Hi, when an EKS cluster is created, it automatically creates a security group for the cluster that is overpermissive, allowing egress to 0.0.0.0/0. I want to lock it down and I know how to do so, but how do I get rid of that security group rule using plain Pulumi? Or is this impossible and I need to resort to using an external library, like boto? Thank you

You can specify your own security group when creating the cluster, ~which I believe takes the place of the default security group that's created otherwise~: https://www.pulumi.com/registry/packages/aws/api-docs/eks/cluster/#clustersecuritygroupid_nodejs It has to meet the requirements described here.

And if you do allow the default group to be created, you can write code to delete it, but yes it would have to use an AWS client SDK like boto.

@modern-zebra-45309 No, the security group that you can specify is an additional security group and has no effect on the default security group creation.

Ah ok. So if you do write that code, you will have to remember to put it inside an

apply()

block, since the normal top-level part of the code runs before the cluster is created.

I think I'll just use

command.local.Command

with Python as the interpreter, it's probably cleaner that way. Thanks! Just another reason to dislike EKS...

There's nothing wrong with allowing egress to 0.0.0.0/0 from networking and security perspective.

Everyone's use-case is different. Disallowing internet access is very important in some cases, such as simulating a truly air-gapped environment, or when compliance requires no upgrades from remote repositories.

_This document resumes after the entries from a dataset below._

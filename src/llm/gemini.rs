use super::types::*;
use super::LlmAdapter;
use anyhow::{Context, Result};
use async_trait::async_trait;
use reqwest::Client;

const GEMINI_API_BASE: &str = "https://generativelanguage.googleapis.com/v1beta";
const DEFAULT_MODEL: &str = "gemini-2.5-flash-preview-09-2025";

/// Adapter for the Gemini `generateContent` endpoint
///
/// Timeouts are left to reqwest's defaults; there is no retry.
pub struct GeminiAdapter {
    client: Client,
    api_key: String,
    api_base: String,
    model: String,
}

impl GeminiAdapter {
    pub fn new(api_key: String) -> Self {
        Self {
            client: Client::new(),
            api_key,
            api_base: GEMINI_API_BASE.to_string(),
            model: DEFAULT_MODEL.to_string(),
        }
    }

    /// Point the adapter at a different endpoint base (proxies, tests)
    pub fn with_api_base(mut self, api_base: impl Into<String>) -> Self {
        self.api_base = api_base.into().trim_end_matches('/').to_string();
        self
    }

    pub fn with_model(mut self, model: impl Into<String>) -> Self {
        self.model = model.into();
        self
    }

    fn endpoint(&self, model: &str) -> String {
        format!("{}/models/{}:generateContent", self.api_base, model)
    }

    async fn send_request(&self, model: &str, request: &ApiRequest) -> Result<reqwest::Response> {
        self.client
            .post(self.endpoint(model))
            .query(&[("key", self.api_key.as_str())])
            .header("Content-Type", "application/json")
            .json(request)
            .send()
            .await
            .context("Failed to send request to Gemini")
    }
}

#[async_trait]
impl LlmAdapter for GeminiAdapter {
    async fn generate(&self, request: GenerationRequest) -> Result<Generation> {
        let model = request.model.clone().unwrap_or_else(|| self.model.clone());
        let api_request = ApiRequest::from(&request);

        let response = self.send_request(&model, &api_request).await?;

        if !response.status().is_success() {
            let status = response.status();
            let error_text = response.text().await.unwrap_or_default();
            anyhow::bail!("Gemini API error {}: {}", status, error_text);
        }

        let body: serde_json::Value = response
            .json()
            .await
            .context("Gemini response was not valid JSON")?;

        let generation = Generation::decode(&body);
        if !matches!(generation, Generation::Text(_)) {
            tracing::warn!("Gemini returned no usable text: {:?}", generation);
        }

        Ok(generation)
    }

    fn name(&self) -> &'static str {
        "Gemini"
    }
}

#[cfg(test)]
mod tests {
    use super::*;

    #[test]
    fn test_endpoint_uses_model_and_base() {
        let adapter = GeminiAdapter::new("key".to_string())
            .with_api_base("http://127.0.0.1:9999/v1beta/")
            .with_model("gemini-test");

        assert_eq!(
            adapter.endpoint(&adapter.model),
            "http://127.0.0.1:9999/v1beta/models/gemini-test:generateContent"
        );
    }

    #[test]
    fn test_default_endpoint() {
        let adapter = GeminiAdapter::new(String::new());
        assert_eq!(
            adapter.endpoint(DEFAULT_MODEL),
            "https://generativelanguage.googleapis.com/v1beta/models/gemini-2.5-flash-preview-09-2025:generateContent"
        );
        assert_eq!(adapter.name(), "Gemini");
    }

    #[tokio::test]
    async fn test_unreachable_endpoint_is_error() {
        // Port 9 (discard) on localhost is closed in test environments
        let adapter = GeminiAdapter::new("key".to_string()).with_api_base("http://127.0.0.1:9");
        let result = adapter.generate(GenerationRequest::new("hi")).await;
        assert!(result.is_err());
    }
}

There is absolutely something wrong with allowing egress to 0.0.0.0/0 from networking and security perspective. It means I have no control where the services are sending data to, which in an enterprise scenario is most likely against company policies.

True, but ingress is where you have a control. It is close to impossible to have fine grained egress rules.

I've had no trouble with that in the past. When you have complete control over the one and only app within an SG, you know 100% what ports it needs and to where.